Dia menegaskan Pertamina tidak boleh setengah-setengah untuk mengelola blok Rokan untuk mendapatkan hasil yang maksimal. Jika mau Blok Rokan produksinya tidak anjlok setelah dikelola maka investasinya harus agresif dan masif seperti yang selama ini digaungkan manajemen.
“Kalau Telisa prospect itu harus sumur baru loh. Tidak bisa reaktivisi sumur yang aktif. Kecuali pas ada yang mati mungkin beberapa bisa dimanfaatkan, misalnya dengan deepening (pendalaman), cost saving, tapi ya enggak banyak dan ribet.
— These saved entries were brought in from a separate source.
use bincode::{deserialize, serialize};
use flate2::{read::GzDecoder, write::GzEncoder, Compression};
use serde::{de::DeserializeOwned, Serialize};
use std::io::{Read, Write};
use std::path::{Path, PathBuf};
use tracing::{debug, info, warn};
use crate::StoreError;

/// Gzip-compressed bincode image of the embedded store
///
/// Writes go to a temp file that is renamed over the snapshot, so a crash
/// mid-write leaves the previous snapshot intact.
#[derive(Debug, Clone)]
pub struct SnapshotFile {
    path: PathBuf,
}

impl SnapshotFile {
    pub fn new(path: PathBuf) -> Self {
        Self { path }
    }

    pub fn path(&self) -> &Path {
        &self.path
    }

    /// Load the snapshot, or `None` when there is nothing usable on disk.
    ///
    /// An undecodable snapshot is copied aside to `*.bak` before starting empty.
    pub fn load<T: DeserializeOwned>(&self) -> Result<Option<T>, StoreError> {
        if !self.path.exists() {
            debug!(path = %self.path.display(), "Snapshot file does not exist, starting empty");
            return Ok(None);
        }

        let start = std::time::Instant::now();
        let data = std::fs::read(&self.path)?;
        let mut decoder = GzDecoder::new(&data[..]);
        let mut decompressed = Vec::new();

        let decoded = decoder
            .read_to_end(&mut decompressed)
            .map_err(StoreError::from)
            .and_then(|_| deserialize::<T>(&decompressed).map_err(StoreError::from));

        match decoded {
            Ok(value) => {
                info!(
                    path = %self.path.display(),
                    bytes = data.len(),
                    "Loaded store snapshot in {:?}",
                    start.elapsed()
                );
                Ok(Some(value))
            }
            Err(e) => {
                let backup_path = self.path.with_extension("bin.bak");
                if let Err(backup_err) = std::fs::copy(&self.path, &backup_path) {
                    warn!(
                        "Failed to back up unreadable snapshot: {}. Starting with an empty store.",
                        backup_err
                    );
                } else {
                    warn!(
                        "Snapshot unreadable (error: {}). Backed up to {:?} and starting with an empty store.",
                        e, backup_path
                    );
                }
                Ok(None)
            }
        }
    }

    pub fn encode<T: Serialize>(value: &T) -> Result<Vec<u8>, StoreError> {
        let serialized = serialize(value)?;
        let mut encoder = GzEncoder::new(Vec::new(), Compression::default());
        encoder.write_all(&serialized)?;
        Ok(encoder.finish()?)
    }

    pub async fn write(&self, bytes: Vec<u8>) -> Result<(), StoreError> {
        if let Some(parent) = self.path.parent() {
            tokio::fs::create_dir_all(parent).await?;
        }
        let temp_path = self.path.with_extension("tmp");
        tokio::fs::write(&temp_path, &bytes).await?;
        tokio::fs::rename(&temp_path, &self.path).await?;
        debug!(path = %self.path.display(), bytes = bytes.len(), "Wrote store snapshot");
        Ok(())
    }
}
Lebih gampang new drilling,” kata Hadi.
Jaffee Arizon Suardin, Direktur Utama PHR, menegaskan pengeboran adalah salah satu upaya menjaga produksi blok Rokan, dari target 192 sumur yang tidak bisa direalisasikan oleh existing operator akan dilanjutkan oleh PHR, termasuk sumur-sumur yang direncanakan oleh PHR.
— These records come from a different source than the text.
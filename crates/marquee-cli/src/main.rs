use clap::{ArgAction, Parser, Subcommand};
use color_eyre::eyre::eyre;
use commands::{config, movies, otp, serve, tickets, token, Context};
use marquee_config::PathManager;
use std::path::PathBuf;

mod commands;
mod logging;
mod output;

#[derive(Parser)]
#[command(name = "marquee")]
#[command(about = "Marquee - movie streaming backend and admin tools")]
#[command(version)]
struct Cli {
    /// Enable verbose output (-v debug, -vv trace)
    #[arg(short, long, action = ArgAction::Count, global = true)]
    verbose: u8,

    /// Suppress all output except errors
    #[arg(short, long, global = true)]
    quiet: bool,

    /// Output format
    #[arg(long, global = true, default_value = "human", value_enum)]
    output: output::OutputFormat,

    /// Directory holding config.toml, secrets.toml, data/ and logs/
    #[arg(long, global = true, value_name = "DIR", env = "MARQUEE_HOME")]
    base_dir: Option<PathBuf>,

    #[command(subcommand)]
    command: Commands,
}

#[derive(Subcommand)]
enum Commands {
    /// Run the HTTP server
    #[command(long_about = "Serve the public catalog API, the admin API and the admin pages. Expired OTP records are swept on the configured cron schedule unless --no-scheduler is given.")]
    Serve {
        /// Override server.bind
        #[arg(long)]
        bind: Option<String>,

        /// Override server.port
        #[arg(long)]
        port: Option<u16>,

        /// Do not start the OTP sweep job
        #[arg(long, action = ArgAction::SetTrue)]
        no_scheduler: bool,
    },
    /// Manage configuration
    Config {
        #[command(subcommand)]
        cmd: ConfigCommands,
    },
    /// Admin session tokens
    Token {
        #[command(subcommand)]
        cmd: TokenCommands,
    },
    /// OTP maintenance
    Otp {
        #[command(subcommand)]
        cmd: OtpCommands,
    },
    /// Premiere tickets
    Tickets {
        #[command(subcommand)]
        cmd: TicketCommands,
    },
    /// Movie catalog maintenance
    Movies {
        #[command(subcommand)]
        cmd: MovieCommands,
    },
}

#[derive(Subcommand)]
enum ConfigCommands {
    /// Write a starter config.toml and generate the session secret
    Init {
        /// Admin email allowed to sign in (repeatable; prompts when omitted)
        #[arg(long = "admin-email", value_name = "EMAIL")]
        admin_emails: Vec<String>,

        /// Overwrite an existing configuration and rotate the secret
        #[arg(long, action = ArgAction::SetTrue)]
        force: bool,
    },
    /// Show the effective configuration (secrets masked)
    Show,
    /// Check the configuration and required secrets
    Validate,
}

#[derive(Subcommand)]
enum TokenCommands {
    /// Print a session cookie value for an admin email
    Issue { email: String },
}

#[derive(Subcommand)]
enum OtpCommands {
    /// Delete expired OTP records now
    Purge,
}

#[derive(Subcommand)]
enum TicketCommands {
    /// Generate ticket codes for a premiere
    Generate {
        premiere_id: String,
        #[arg(long, default_value_t = 1)]
        count: u32,
    },
    /// List a premiere's tickets
    List { premiere_id: String },
    /// Write a premiere's tickets to CSV
    Export {
        premiere_id: String,
        /// Destination file (defaults to data/exports/tickets-<id>.csv)
        #[arg(long)]
        out: Option<PathBuf>,
    },
}

#[derive(Subcommand)]
enum MovieCommands {
    /// List movies with real and displayed metrics
    List,
    /// Reset view and rating boosts on every movie
    ResetBoosts {
        /// Skip the confirmation and captcha
        #[arg(long, action = ArgAction::SetTrue)]
        yes: bool,
    },
}

#[tokio::main]
async fn main() -> color_eyre::Result<()> {
    color_eyre::install()?;

    let cli = Cli::parse();
    let paths = match cli.base_dir {
        Some(dir) => PathManager::from_base(dir),
        None => PathManager::default(),
    };
    let ctx = Context::load(paths)?;

    logging::init_logging(cli.verbose, cli.quiet, &ctx.config.logging)
        .map_err(|e| eyre!("{}", e))?;

    let output = output::Output::new(cli.output, cli.quiet);

    let result = match cli.command {
        Commands::Serve { bind, port, no_scheduler } => {
            serve::run_serve(ctx, bind, port, no_scheduler, &output).await
        }
        Commands::Config { cmd } => match cmd {
            ConfigCommands::Init { admin_emails, force } => config::run_init(ctx, admin_emails, force, &output),
            ConfigCommands::Show => config::run_show(&ctx, &output),
            ConfigCommands::Validate => config::run_validate(&ctx, &output),
        },
        Commands::Token { cmd: TokenCommands::Issue { email } } => token::run_issue(&ctx, &email, &output),
        Commands::Otp { cmd: OtpCommands::Purge } => otp::run_purge(&ctx, &output).await,
        Commands::Tickets { cmd } => match cmd {
            TicketCommands::Generate { premiere_id, count } => {
                tickets::run_generate(&ctx, &premiere_id, count, &output).await
            }
            TicketCommands::List { premiere_id } => tickets::run_list(&ctx, &premiere_id, &output).await,
            TicketCommands::Export { premiere_id, out } => {
                tickets::run_export(&ctx, &premiere_id, out, &output).await
            }
        },
        Commands::Movies { cmd } => match cmd {
            MovieCommands::List => movies::run_list(&ctx, &output).await,
            MovieCommands::ResetBoosts { yes } => movies::run_reset_boosts(&ctx, yes, &output).await,
        },
    };

    if let Err(e) = &result {
        if !output.is_human() {
            output.error(e.to_string());
        }
    }
    result
}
“Kami perkirakan dengan asumsi 70 sumur belum bisa diselesaikan saat alih kelola, jumlah sumur yang bisa dibor sampai Desember 2021 akan mencapai sekitar 164 sumur,” kata Jaffee.
Julius Wiratno, Deputi Operasi SKK Migas, mengungkapkan selain gencarnya pengeboran setelah alih kelola ke Pertamina, kegiatan EOR ditargetkan juga sudah mulai memberikan dampaknya terhadap produksi minyak. Ada indikasi kenaikan produksi dengan dilakukannya pengeboran sumur secara nasif selama masa transisi operatorship. Dalam pembahasan rencana kerja dan anggaran (work plan and budget/WP&B) 2022 yang sedang berlangsung, juga ada indikasi produksi minyak akan naik pada 2022.
“Perkiraan mungkin akan kembali ke 175 ribu-180 ribu bph. Dengan pengembangan yang masif tentu saja akan memberi kontribusi langsung untuk produksi dan lifting,” kata Julius.
Sepanjang semester I tahun ini lifting minyak Blok Rokan hanya berada di level 160 ribuan bph. Hingga akhir 2021 juga ditargetkan lifting dari sana hanya sekitar 166 ribu bph.
Menurut Julius, pada tahun-tahun berikutnya, produksi minyak Blok Rokan akan terus meningkat. Pasalnya, Pertamina akan menerapkan teknologi EOR surfaktan di blok tersebut. Rencana pengembangan (Plan of Development/POD) implementasi EOR ditargetkan dapat disetujui pada tahun ini juga.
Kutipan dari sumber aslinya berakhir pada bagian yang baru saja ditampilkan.